In the last decade, the topics related to find an optimal path for AUV have been studied. Young and Wan (2013) conducted rapidly-exploring random trees (RRT)-based local path-planning for AUV. RRT is one of the path-planning algorithms that attempt to rapidly and uniformly explore the solution space, offering benefits that are similar to those obtained by other successful randomized planning methods (LaValle and Kuffner 2000). However, the environments with low connectivity due to the presence of obstacles can severely affect convergence (Clifton et al. 2008). The low-connective environments such as ship lanes, strong and dynamic currents critically increase the path-planning complexity and lead the path to unreachability. Fernandez-Perdomo et al. (2010) developed new path-planning software named Pinzon to assist underwater vehicles piloting. The proposed software integrated a novel path-planning algorithm called constant-time surfacing A* (CTS-A*) that is particularly useful for the long-range glider missions. A* algorithm is Dijkstra-like search heuristic, which prescribes how to use such information from a problem domain to guarantee a minimum cost path solution through a graph (Hart et al. 1968). In fact, A* is a guided version of breadth-first search, which is exponential in memory complexity with respect to the length of the solution. Classic algorithms such as RRT and Dijkstra-like algorithms only concern with the constant environment; however, the upstream-current (UC) conditions had not been considered in their search heuristic.

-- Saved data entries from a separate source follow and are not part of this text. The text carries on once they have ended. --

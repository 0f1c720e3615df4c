//! Cluster Module Tests
//!
//! Validates slot hashing, topology validation, snapshot swapping and the
//! routing rewrites.
//!
//! ## Test Scopes
//! - **Slots**: Deterministic hashing, range bounds, hash-tag extraction.
//! - **Topology**: Self-consistency validation and store swap semantics.
//! - **Partitioner**: Tag computation, rewriting, and multiplexing.

#[cfg(test)]
mod tests {
    use std::sync::Arc;

    use crate::cluster::partitioner::{
        multiplex_command, rewrite_command, rewrite_command_arg, shard_for_key, shard_tag,
    };
    use crate::cluster::slots::{routing_tag, HashFunc, CRC12_SLOTS, CRC16_SLOTS};
    use crate::cluster::store::TopologyStore;
    use crate::cluster::types::{Endpoint, Node, Shard, Topology};
    use crate::command::{Command, CommandTable};
    use crate::config::{ClusterConfig, ClusterType};

    fn node(id: &str, port: u16, master: bool) -> Node {
        Node {
            id: id.to_string(),
            endpoint: Endpoint { host: "127.0.0.1".to_string(), port },
            master,
            myself: false,
        }
    }

    /// Evenly splits the CRC16 slot space across `n` shards.
    fn topology(n: u16) -> Topology {
        let total = CRC16_SLOTS;
        let per_shard = total / n;
        let shards = (0..n)
            .map(|i| {
                let start = i * per_shard;
                let end = if i == n - 1 { total - 1 } else { start + per_shard - 1 };
                Shard {
                    start_slot: start,
                    end_slot: end,
                    nodes: vec![node(&format!("node-{}", i), 7000 + i, true)],
                }
            })
            .collect();
        Topology::new(HashFunc::Crc16, shards)
    }

    fn cmd(args: &[&str]) -> Command {
        Command::new(
            args.iter().map(|s| s.to_string()).collect(),
            Arc::new(CommandTable::with_defaults()),
        )
    }

    // ============================================================
    // SLOT TESTS
    // ============================================================

    #[test]
    fn test_slot_is_deterministic() {
        for func in [HashFunc::Crc16, HashFunc::Crc12] {
            let s1 = func.slot("doc:1234");
            let s2 = func.slot("doc:1234");
            assert_eq!(s1, s2, "the same key must always map to the same slot");
        }
    }

    #[test]
    fn test_slot_is_within_range() {
        for i in 0..1000 {
            let key = format!("key_{}", i);
            assert!(HashFunc::Crc16.slot(&key) < CRC16_SLOTS);
            assert!(HashFunc::Crc12.slot(&key) < CRC12_SLOTS);
        }
    }

    #[test]
    fn test_crc16_matches_xmodem_reference() {
        // The shard engine uses CRC16/XMODEM, whose standard check value for
        // "123456789" is 0x31C3.
        assert_eq!(HashFunc::Crc16.slot("123456789"), 0x31C3 % CRC16_SLOTS);
    }

    #[test]
    fn test_hash_tag_extraction() {
        assert_eq!(routing_tag("user"), "user");
        assert_eq!(routing_tag("{user}.profile"), "user");
        assert_eq!(routing_tag("doc{user}extra"), "user");
        // degenerate tags fall back to the full key
        assert_eq!(routing_tag("doc{}rest"), "doc{}rest");
        assert_eq!(routing_tag("doc{unterminated"), "doc{unterminated");
    }

    #[test]
    fn test_tagged_keys_share_a_slot() {
        let a = HashFunc::Crc16.slot("doc:1{user}");
        let b = HashFunc::Crc16.slot("doc:2{user}");
        let tag_only = HashFunc::Crc16.slot("user");
        assert_eq!(a, b);
        assert_eq!(a, tag_only);
    }

    // ============================================================
    // TOPOLOGY VALIDATION TESTS
    // ============================================================

    #[test]
    fn test_valid_topology_passes() {
        assert!(topology(4).validate().is_ok());
        assert!(topology(1).validate().is_ok());
    }

    #[test]
    fn test_empty_topology_rejected() {
        let topo = Topology::new(HashFunc::Crc16, vec![]);
        assert!(topo.validate().is_err());
    }

    #[test]
    fn test_shard_without_nodes_rejected() {
        let mut topo = topology(2);
        topo.shards[0].nodes.clear();
        assert!(topo.validate().is_err());
    }

    #[test]
    fn test_overlapping_ranges_rejected() {
        let mut topo = topology(2);
        topo.shards[1].start_slot = topo.shards[0].end_slot; // overlap by one slot
        let err = topo.validate().unwrap_err();
        assert!(err.contains("overlap"), "unexpected error: {}", err);
    }

    #[test]
    fn test_coverage_gap_rejected() {
        let mut topo = topology(2);
        topo.shards[1].start_slot += 1;
        assert!(topo.validate().is_err());
    }

    #[test]
    fn test_partial_coverage_rejected() {
        let mut topo = topology(2);
        topo.shards[1].end_slot -= 10;
        assert!(topo.validate().is_err());
    }

    // ============================================================
    // TOPOLOGY STORE TESTS
    // ============================================================

    #[test]
    fn test_store_starts_not_ready() {
        let store = TopologyStore::new(Arc::new(ClusterConfig::default()));
        assert!(!store.ready());
        assert!(store.get().is_none());
    }

    #[test]
    fn test_store_install_and_get() {
        let store = TopologyStore::new(Arc::new(ClusterConfig::default()));
        store.update(topology(3)).unwrap();
        let snapshot = store.get().expect("snapshot should be installed");
        assert_eq!(snapshot.num_shards(), 3);
    }

    #[test]
    fn test_rejected_update_keeps_previous_snapshot() {
        let store = TopologyStore::new(Arc::new(ClusterConfig::default()));
        store.update(topology(3)).unwrap();

        let mut bad = topology(2);
        bad.shards[1].start_slot = bad.shards[0].end_slot;
        assert!(store.update(bad).is_err());

        let snapshot = store.get().expect("previous snapshot should survive");
        assert_eq!(snapshot.num_shards(), 3, "store must keep the prior topology");
    }

    #[test]
    fn test_inflight_snapshot_survives_swap() {
        let store = TopologyStore::new(Arc::new(ClusterConfig::default()));
        store.update(topology(3)).unwrap();
        let captured = store.get().unwrap();

        store.update(topology(5)).unwrap();

        assert_eq!(captured.num_shards(), 3, "captured snapshot must not change");
        assert_eq!(store.get().unwrap().num_shards(), 5);
    }

    #[test]
    fn test_ensure_size_reconciles_in_auto_mode() {
        let config = Arc::new(ClusterConfig::new(ClusterType::Open, 0, 500));
        let store = TopologyStore::new(config.clone());

        store.ensure_size(&topology(4));
        assert_eq!(config.partitions(), 4);

        // idempotent
        store.ensure_size(&topology(4));
        assert_eq!(config.partitions(), 4);
    }

    #[test]
    fn test_ensure_size_respects_explicit_count() {
        let config = Arc::new(ClusterConfig::new(ClusterType::Open, 20, 500));
        let store = TopologyStore::new(config.clone());

        store.ensure_size(&topology(4));
        assert_eq!(config.partitions(), 20, "explicit partition count is authoritative");
    }

    // ============================================================
    // PARTITIONER TESTS
    // ============================================================

    #[test]
    fn test_shard_tag_lands_in_range() {
        let topo = topology(4);
        for i in 0..topo.num_shards() {
            let tag = shard_tag(&topo, i).expect("every shard needs a tag");
            let slot = topo.hash_func.slot(&tag);
            assert!(
                topo.shards[i].contains_slot(slot),
                "tag {} of shard {} hashes to slot {} outside {}-{}",
                tag,
                i,
                slot,
                topo.shards[i].start_slot,
                topo.shards[i].end_slot
            );
        }
    }

    #[test]
    fn test_rewrite_command_pins_key_to_owner() {
        let topo = topology(4);
        let mut c = cmd(&["_FT.SEARCH", "myindex", "hello"]);
        let owner = shard_for_key(&topo, "myindex").unwrap();

        rewrite_command(&topo, &mut c, 1);

        let rewritten = c.arg(1).unwrap();
        assert!(rewritten.starts_with("myindex{"), "got {}", rewritten);
        let new_owner = shard_for_key(&topo, rewritten).unwrap();
        assert_eq!(new_owner, owner, "tagging must not move the key off its shard");
    }

    #[test]
    fn test_rewrite_command_tags_sharding_key_by_partition_owner() {
        let topo = topology(4);
        // _FT.ADD shards by the index name (arg 1) but partitions by the
        // document id (arg 2)
        let mut c = cmd(&["_FT.ADD", "myindex", "doc:77", "1.0"]);
        let doc_owner = shard_for_key(&topo, "doc:77").unwrap();

        rewrite_command(&topo, &mut c, 2);

        let index_key = c.arg(1).unwrap();
        assert!(index_key.starts_with("myindex{"), "got {}", index_key);
        assert_eq!(
            shard_for_key(&topo, index_key).unwrap(),
            doc_owner,
            "the command must land on the shard owning the document"
        );
        assert_eq!(c.arg(2), Some("doc:77"), "partition key itself untouched here");
    }

    #[test]
    fn test_rewrite_command_arg_out_of_range_is_noop() {
        let topo = topology(2);
        let mut c = cmd(&["_FT.SEARCH", "idx"]);
        rewrite_command_arg(&topo, &mut c, 9);
        assert_eq!(c.arg(1), Some("idx"));
    }

    #[test]
    fn test_multiplex_one_command_per_shard_in_order() {
        let topo = topology(4);
        let c = cmd(&["_FT.TAGVALS", "idx", "field"]);

        let copies = multiplex_command(&topo, &c);
        assert_eq!(copies.len(), 4);

        for (i, copy) in copies.iter().enumerate() {
            let key = copy.arg(1).unwrap();
            assert!(key.starts_with("idx{"), "shard {} key {}", i, key);
            let slot = topo.hash_func.slot(key);
            assert!(
                topo.shards[i].contains_slot(slot),
                "copy {} must target shard {} (slot {})",
                i,
                i,
                slot
            );
        }
    }

    #[test]
    fn test_multiplex_is_stable_for_a_snapshot() {
        let topo = topology(3);
        let c = cmd(&["_FT.INFO", "idx"]);
        let first: Vec<_> = multiplex_command(&topo, &c)
            .iter()
            .map(|m| m.args().to_vec())
            .collect();
        let second: Vec<_> = multiplex_command(&topo, &c)
            .iter()
            .map(|m| m.args().to_vec())
            .collect();
        assert_eq!(first, second, "multiplex order must be stable per snapshot");
    }
}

In this work, a novel problem of the GPP is studied. In the GPP, there is a challenge to design an objective function to benefit a path in terms of reachability and efficiency. In other words, the characteristics such as the glider motion and the cruising distance, as well as the variable currents, should be considered in the objective function and integrated into an optimization algorithm to build a path-planning approach. Therefore, the EEF is developed as a new fitness function based on these characteristics applied in hybrid-GA that is able to discover a reachable and efficient path and to stabilize the path solution in the GPP. The exponential combination of the EEF is a premium method which emphasizes obviously the benefits of reachability and efficiency. Besides, GA is one of the well-known optimization algorithms, which is easy to involve arbitrary objective functions in it. Thus, in this work, the EEF applied in hybrid-GA is able to develop a premium path-planning approach for the glider ocean-sampling mission in variable oceans.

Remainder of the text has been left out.